EXERCISE DESCRIPTION: Below are some entries. Repeat exactly the lines from the one with "Self::new(Self::INVALID_PARAMS, message)" through the one with "async fn main() -> Result<()>", and only those.

PROVIDED RECORDS:
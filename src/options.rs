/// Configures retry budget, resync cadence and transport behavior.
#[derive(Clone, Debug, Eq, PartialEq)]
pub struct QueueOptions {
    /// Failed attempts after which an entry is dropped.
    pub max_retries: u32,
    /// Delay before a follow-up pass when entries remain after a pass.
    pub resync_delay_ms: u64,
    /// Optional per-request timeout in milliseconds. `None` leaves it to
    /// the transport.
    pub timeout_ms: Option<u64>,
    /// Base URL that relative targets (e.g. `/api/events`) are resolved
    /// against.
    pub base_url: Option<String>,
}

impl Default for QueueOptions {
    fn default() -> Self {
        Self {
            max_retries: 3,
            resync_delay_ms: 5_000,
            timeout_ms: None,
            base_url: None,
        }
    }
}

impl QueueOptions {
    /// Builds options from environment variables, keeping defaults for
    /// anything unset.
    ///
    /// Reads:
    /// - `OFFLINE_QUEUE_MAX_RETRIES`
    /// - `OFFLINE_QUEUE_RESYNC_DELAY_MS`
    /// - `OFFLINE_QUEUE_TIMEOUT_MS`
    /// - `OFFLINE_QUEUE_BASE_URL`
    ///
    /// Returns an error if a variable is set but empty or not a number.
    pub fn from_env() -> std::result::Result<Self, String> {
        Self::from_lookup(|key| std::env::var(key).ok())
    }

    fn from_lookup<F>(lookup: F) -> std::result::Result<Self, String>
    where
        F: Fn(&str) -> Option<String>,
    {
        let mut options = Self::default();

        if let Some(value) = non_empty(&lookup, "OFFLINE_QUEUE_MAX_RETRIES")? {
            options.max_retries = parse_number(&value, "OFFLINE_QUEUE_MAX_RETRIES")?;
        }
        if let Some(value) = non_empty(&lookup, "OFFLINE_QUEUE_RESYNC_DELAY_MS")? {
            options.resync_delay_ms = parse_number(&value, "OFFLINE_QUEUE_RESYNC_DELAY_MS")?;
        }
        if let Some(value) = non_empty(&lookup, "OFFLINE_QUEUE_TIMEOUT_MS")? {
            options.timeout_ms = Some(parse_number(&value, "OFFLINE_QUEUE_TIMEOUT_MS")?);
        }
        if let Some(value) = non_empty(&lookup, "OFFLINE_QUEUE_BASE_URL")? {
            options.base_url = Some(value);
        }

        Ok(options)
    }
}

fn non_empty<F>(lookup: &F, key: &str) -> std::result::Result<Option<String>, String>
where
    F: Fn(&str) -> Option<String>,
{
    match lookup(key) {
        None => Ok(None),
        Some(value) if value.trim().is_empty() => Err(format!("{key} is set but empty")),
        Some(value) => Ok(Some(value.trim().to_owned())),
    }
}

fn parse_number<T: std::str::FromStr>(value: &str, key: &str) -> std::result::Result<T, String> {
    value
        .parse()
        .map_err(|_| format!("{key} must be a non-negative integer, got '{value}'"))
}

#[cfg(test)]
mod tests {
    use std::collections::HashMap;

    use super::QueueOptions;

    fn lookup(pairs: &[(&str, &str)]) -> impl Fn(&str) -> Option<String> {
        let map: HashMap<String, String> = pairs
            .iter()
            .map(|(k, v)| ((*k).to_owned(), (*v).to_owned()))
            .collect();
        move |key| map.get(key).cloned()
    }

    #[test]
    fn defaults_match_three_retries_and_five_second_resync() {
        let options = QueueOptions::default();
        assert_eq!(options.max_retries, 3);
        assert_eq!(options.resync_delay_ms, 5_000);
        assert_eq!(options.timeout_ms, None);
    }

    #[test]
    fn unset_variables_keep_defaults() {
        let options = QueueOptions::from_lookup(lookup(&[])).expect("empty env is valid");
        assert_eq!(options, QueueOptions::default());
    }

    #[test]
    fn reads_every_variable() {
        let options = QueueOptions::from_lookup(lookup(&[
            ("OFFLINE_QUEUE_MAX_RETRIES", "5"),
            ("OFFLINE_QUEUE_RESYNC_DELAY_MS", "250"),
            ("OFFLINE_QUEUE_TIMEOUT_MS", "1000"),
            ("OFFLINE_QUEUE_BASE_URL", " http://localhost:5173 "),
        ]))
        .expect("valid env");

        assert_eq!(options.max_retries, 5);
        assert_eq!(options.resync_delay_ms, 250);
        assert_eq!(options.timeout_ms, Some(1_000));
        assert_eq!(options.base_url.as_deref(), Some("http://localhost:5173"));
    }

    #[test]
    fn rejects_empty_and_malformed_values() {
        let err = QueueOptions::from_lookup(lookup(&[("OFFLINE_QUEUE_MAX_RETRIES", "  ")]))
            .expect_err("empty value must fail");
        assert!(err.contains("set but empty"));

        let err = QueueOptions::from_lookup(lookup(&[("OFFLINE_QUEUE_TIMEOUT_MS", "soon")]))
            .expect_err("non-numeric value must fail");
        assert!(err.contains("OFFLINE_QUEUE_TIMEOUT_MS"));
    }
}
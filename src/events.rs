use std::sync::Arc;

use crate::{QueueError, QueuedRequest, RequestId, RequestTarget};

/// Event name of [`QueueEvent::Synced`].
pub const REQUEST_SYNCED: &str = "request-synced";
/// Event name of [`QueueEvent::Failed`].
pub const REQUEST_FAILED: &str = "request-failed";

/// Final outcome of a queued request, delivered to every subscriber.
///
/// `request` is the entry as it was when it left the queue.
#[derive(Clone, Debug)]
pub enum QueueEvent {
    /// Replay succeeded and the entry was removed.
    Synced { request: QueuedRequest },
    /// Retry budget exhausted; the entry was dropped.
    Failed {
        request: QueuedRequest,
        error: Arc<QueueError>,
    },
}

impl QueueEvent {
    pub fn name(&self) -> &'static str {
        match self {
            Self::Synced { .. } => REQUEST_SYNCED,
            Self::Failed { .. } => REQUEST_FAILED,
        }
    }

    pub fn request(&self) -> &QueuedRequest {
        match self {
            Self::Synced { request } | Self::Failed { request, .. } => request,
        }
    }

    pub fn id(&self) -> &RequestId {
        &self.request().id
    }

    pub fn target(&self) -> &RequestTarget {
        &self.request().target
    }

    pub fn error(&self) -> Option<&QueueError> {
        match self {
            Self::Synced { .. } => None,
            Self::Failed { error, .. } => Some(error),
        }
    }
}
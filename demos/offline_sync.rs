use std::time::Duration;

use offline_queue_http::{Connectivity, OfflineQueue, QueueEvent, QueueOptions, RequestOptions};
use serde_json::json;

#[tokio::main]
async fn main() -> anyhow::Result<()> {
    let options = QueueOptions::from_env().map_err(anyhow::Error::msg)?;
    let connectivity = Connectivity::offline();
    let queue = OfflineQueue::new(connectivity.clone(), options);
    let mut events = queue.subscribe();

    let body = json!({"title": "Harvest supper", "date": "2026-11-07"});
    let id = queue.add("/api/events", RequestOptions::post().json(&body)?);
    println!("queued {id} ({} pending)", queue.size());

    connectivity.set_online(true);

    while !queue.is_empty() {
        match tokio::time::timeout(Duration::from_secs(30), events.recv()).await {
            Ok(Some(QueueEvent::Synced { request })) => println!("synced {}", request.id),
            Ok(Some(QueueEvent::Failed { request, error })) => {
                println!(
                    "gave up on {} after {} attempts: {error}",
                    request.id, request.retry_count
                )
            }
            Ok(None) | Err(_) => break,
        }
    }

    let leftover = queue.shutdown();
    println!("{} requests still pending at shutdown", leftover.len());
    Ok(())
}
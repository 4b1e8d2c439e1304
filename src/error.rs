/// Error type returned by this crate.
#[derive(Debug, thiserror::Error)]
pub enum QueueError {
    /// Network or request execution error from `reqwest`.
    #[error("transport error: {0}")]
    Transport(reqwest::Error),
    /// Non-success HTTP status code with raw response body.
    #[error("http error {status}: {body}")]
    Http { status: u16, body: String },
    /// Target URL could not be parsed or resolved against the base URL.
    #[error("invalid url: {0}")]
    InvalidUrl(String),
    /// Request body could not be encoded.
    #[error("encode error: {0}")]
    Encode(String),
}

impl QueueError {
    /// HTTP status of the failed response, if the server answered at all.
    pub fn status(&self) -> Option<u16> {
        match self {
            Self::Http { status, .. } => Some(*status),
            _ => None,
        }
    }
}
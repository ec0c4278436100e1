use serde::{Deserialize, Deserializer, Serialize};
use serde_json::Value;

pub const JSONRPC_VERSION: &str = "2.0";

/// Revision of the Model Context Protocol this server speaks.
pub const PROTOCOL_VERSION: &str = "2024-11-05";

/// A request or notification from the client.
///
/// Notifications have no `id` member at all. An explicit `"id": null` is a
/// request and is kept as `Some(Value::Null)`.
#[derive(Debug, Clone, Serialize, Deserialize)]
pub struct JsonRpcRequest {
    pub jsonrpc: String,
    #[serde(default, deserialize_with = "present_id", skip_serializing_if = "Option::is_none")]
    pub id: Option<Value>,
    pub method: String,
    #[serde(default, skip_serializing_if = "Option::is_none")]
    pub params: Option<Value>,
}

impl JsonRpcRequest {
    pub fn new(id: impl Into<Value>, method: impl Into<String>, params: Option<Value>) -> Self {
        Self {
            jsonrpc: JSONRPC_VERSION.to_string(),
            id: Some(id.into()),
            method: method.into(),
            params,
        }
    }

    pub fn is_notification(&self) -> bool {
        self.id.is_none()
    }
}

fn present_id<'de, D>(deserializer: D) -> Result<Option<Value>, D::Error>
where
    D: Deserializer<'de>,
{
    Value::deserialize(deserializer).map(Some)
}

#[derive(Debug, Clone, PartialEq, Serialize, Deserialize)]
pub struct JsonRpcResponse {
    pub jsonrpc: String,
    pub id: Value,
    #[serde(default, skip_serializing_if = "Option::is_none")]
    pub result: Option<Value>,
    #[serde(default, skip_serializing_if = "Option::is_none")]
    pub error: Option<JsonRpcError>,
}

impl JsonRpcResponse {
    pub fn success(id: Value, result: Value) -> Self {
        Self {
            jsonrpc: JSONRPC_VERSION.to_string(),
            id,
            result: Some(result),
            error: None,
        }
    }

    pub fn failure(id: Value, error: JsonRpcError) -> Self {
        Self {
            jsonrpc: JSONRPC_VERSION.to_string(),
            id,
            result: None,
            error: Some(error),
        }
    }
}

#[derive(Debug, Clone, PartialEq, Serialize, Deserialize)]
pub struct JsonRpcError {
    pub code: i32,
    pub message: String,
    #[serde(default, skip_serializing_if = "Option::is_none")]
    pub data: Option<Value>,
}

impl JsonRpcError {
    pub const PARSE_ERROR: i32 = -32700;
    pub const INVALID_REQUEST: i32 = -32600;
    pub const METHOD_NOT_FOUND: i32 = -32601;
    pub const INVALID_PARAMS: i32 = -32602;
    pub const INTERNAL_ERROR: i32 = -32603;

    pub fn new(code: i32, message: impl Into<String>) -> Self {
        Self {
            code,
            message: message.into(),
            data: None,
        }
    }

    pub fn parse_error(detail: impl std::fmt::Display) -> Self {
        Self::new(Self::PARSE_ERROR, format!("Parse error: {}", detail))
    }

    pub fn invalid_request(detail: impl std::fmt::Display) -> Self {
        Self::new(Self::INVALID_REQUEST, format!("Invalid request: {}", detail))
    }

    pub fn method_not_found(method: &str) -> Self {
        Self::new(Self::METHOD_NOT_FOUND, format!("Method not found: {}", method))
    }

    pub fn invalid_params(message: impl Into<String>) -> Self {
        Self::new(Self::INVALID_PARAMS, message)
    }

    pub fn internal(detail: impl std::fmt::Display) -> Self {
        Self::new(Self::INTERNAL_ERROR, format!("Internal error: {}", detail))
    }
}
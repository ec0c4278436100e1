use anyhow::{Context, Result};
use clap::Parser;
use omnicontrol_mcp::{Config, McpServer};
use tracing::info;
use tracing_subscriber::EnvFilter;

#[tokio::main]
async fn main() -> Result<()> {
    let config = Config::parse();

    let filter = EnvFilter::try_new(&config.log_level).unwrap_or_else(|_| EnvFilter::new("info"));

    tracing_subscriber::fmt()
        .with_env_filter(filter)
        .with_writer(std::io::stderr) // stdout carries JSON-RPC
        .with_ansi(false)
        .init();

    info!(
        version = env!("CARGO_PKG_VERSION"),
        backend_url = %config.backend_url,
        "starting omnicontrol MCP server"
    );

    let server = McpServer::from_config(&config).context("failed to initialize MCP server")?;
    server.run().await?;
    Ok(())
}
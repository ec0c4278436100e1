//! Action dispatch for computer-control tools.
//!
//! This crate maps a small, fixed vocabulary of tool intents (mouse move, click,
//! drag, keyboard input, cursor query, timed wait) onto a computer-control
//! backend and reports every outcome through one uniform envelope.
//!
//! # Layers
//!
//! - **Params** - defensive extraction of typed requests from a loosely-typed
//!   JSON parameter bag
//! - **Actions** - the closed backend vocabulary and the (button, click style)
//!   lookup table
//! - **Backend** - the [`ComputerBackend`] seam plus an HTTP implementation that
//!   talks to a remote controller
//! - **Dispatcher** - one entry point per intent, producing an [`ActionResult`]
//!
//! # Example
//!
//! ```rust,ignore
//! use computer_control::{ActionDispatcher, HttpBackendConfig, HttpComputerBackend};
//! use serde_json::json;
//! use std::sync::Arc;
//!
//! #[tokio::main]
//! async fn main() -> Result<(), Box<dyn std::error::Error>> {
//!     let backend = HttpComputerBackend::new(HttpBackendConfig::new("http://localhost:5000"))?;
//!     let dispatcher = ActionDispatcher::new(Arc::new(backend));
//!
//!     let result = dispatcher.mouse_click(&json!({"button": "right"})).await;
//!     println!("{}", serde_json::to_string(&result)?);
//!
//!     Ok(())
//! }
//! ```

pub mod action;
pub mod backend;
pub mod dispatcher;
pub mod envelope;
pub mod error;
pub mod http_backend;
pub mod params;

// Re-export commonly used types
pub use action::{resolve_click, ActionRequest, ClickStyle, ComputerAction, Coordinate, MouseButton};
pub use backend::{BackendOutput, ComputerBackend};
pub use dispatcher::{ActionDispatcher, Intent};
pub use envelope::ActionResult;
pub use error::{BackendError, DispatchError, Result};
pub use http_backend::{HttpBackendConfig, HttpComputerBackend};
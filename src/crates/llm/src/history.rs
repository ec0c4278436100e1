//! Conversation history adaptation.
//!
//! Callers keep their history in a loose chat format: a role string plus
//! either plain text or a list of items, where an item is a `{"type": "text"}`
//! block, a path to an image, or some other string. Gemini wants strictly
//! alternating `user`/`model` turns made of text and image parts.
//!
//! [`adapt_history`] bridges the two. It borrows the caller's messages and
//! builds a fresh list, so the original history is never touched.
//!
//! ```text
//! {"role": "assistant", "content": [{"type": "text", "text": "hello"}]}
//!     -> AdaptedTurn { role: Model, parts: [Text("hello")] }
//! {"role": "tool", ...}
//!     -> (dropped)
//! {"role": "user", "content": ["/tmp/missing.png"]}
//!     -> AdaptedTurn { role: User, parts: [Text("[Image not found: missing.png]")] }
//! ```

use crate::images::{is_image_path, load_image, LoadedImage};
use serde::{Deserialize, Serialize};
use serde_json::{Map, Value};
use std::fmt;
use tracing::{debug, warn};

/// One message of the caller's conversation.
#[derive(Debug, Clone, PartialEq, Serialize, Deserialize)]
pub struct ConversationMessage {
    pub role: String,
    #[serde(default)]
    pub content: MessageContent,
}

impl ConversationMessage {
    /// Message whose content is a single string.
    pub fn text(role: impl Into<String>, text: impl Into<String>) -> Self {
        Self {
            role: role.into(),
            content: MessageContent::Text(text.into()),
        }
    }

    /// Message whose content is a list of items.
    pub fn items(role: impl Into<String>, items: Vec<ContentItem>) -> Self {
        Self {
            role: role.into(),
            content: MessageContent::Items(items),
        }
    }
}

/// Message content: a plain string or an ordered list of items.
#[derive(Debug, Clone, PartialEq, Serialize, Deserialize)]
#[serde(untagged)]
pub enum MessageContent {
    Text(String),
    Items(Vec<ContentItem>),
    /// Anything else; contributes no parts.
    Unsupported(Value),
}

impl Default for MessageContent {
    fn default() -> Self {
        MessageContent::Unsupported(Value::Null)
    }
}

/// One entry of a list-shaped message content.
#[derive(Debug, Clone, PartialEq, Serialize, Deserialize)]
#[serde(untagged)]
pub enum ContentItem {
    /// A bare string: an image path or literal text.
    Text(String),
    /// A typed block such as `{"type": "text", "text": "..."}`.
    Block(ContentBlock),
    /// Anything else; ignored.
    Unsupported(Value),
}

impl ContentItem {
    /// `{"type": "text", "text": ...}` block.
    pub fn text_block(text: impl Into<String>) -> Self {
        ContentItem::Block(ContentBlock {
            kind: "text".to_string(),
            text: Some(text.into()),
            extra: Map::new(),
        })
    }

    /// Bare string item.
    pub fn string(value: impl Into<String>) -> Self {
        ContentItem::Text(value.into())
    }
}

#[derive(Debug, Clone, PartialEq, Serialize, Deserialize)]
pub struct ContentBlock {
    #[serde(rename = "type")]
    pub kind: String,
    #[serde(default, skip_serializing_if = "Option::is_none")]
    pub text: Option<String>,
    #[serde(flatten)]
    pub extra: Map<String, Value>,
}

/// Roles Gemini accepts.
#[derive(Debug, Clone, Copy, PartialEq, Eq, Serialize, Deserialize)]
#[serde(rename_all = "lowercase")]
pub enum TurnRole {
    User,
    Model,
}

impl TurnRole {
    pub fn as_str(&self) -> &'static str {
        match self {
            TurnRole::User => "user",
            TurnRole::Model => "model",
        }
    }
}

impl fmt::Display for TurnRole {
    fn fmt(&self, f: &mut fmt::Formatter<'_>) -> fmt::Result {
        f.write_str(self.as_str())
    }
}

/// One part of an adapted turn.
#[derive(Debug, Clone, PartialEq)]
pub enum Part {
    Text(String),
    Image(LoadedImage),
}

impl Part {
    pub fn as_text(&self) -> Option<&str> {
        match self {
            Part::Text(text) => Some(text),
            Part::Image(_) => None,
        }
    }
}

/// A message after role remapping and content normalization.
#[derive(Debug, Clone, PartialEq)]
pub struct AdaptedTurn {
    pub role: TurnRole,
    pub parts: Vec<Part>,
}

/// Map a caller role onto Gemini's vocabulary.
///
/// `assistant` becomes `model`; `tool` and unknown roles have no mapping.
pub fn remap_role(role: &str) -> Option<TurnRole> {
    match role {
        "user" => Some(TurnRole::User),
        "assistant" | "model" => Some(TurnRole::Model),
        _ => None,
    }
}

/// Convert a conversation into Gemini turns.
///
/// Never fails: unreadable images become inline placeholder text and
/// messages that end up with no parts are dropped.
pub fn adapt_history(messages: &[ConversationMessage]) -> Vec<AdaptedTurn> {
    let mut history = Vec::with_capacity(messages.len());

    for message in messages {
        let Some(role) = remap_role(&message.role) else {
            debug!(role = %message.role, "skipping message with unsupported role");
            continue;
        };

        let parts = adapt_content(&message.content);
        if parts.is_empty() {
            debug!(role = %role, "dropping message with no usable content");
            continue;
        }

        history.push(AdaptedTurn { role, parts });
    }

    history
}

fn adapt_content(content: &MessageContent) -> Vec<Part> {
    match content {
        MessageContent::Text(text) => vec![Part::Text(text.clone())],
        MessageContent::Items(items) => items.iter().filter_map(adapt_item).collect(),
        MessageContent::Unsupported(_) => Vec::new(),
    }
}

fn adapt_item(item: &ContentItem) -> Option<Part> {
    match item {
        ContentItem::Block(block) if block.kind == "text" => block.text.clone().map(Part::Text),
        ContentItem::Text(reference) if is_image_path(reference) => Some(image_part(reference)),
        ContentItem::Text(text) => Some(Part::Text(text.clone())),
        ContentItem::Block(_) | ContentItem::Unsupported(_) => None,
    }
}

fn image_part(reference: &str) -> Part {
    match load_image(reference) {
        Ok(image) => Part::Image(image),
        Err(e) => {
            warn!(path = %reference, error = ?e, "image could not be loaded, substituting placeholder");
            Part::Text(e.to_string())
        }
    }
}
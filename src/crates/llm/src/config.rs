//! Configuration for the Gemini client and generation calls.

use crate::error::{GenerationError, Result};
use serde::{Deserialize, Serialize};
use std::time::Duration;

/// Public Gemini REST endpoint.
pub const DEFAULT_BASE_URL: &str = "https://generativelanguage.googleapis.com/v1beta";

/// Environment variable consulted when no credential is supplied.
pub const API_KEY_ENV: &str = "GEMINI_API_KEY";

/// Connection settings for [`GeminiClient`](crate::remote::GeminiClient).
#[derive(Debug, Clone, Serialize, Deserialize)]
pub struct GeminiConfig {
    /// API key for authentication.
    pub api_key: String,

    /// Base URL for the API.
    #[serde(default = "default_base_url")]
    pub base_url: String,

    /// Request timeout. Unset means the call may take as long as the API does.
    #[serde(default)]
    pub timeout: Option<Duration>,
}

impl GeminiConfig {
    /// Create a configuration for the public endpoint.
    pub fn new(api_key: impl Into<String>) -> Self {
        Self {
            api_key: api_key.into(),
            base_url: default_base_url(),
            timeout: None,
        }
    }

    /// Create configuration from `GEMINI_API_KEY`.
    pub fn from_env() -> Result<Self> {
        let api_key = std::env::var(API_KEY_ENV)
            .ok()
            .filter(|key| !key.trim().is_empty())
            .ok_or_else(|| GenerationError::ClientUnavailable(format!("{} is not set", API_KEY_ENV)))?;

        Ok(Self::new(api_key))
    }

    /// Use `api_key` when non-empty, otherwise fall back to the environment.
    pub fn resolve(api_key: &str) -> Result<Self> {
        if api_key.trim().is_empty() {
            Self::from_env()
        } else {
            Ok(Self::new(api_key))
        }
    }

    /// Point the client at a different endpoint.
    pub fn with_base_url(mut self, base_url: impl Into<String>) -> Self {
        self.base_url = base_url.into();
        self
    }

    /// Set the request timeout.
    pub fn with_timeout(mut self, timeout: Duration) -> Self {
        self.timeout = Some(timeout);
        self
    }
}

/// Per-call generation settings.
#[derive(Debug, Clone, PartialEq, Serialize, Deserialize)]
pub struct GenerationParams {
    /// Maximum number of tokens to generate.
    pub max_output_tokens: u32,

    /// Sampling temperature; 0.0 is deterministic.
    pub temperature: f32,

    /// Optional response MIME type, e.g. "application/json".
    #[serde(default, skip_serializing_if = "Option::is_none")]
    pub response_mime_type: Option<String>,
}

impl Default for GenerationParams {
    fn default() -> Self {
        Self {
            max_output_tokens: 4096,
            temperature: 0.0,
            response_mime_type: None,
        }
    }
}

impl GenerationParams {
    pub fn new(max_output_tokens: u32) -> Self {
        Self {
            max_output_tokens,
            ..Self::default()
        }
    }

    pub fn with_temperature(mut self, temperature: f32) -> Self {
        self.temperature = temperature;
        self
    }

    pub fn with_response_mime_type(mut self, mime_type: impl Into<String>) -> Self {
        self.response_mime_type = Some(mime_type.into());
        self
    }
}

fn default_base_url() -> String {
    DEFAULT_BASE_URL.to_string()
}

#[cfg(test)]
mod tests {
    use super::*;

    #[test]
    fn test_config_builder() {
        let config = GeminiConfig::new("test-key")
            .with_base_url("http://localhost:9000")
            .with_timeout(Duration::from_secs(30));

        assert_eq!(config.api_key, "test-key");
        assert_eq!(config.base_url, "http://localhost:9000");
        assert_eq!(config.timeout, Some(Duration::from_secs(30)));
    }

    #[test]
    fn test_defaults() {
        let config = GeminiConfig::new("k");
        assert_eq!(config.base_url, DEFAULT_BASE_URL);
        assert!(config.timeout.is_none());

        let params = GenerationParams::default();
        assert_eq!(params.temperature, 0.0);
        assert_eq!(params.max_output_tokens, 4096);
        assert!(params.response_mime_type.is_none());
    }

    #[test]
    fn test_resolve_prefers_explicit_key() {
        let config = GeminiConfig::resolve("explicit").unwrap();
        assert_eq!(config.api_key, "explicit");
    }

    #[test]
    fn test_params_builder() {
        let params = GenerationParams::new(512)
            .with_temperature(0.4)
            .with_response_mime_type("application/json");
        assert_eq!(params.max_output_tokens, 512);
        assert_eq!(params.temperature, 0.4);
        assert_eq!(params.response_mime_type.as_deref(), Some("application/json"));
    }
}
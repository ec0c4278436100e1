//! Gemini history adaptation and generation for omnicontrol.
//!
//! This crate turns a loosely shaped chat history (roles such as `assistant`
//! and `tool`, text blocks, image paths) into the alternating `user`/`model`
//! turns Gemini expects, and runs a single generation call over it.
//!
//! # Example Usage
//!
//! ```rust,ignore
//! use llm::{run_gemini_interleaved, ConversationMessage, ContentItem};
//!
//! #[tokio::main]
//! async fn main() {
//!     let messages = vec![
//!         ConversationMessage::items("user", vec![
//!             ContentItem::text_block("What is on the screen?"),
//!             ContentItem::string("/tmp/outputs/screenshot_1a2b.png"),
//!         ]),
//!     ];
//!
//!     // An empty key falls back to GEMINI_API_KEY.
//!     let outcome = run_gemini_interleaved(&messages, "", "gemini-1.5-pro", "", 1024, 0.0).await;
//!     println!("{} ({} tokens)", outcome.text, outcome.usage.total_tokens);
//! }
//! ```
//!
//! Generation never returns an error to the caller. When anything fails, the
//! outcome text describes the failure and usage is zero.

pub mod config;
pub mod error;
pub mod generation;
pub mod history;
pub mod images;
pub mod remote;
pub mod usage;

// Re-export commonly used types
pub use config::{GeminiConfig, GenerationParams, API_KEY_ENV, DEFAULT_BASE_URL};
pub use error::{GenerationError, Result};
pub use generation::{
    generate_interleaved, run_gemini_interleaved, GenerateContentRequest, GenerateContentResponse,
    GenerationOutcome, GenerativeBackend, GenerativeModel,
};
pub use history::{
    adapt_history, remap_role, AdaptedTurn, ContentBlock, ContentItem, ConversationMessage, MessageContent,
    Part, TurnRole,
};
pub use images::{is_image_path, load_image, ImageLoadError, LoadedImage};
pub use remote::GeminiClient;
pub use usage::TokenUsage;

ANSWER TO THE PROBLEM:
        Self::new(Self::INVALID_PARAMS, message)
    }

    pub fn internal(detail: impl std::fmt::Display) -> Self {
        Self::new(Self::INTERNAL_ERROR, format!("Internal error: {}", detail))
    }
}
repository ec0c4278436100e1
use anyhow::{Context, Result};
use clap::Parser;
use omnicontrol_mcp::{Config, McpServer};
use tracing::info;
use tracing_subscriber::EnvFilter;

#[tokio::main]
async fn main() -> Result<()> {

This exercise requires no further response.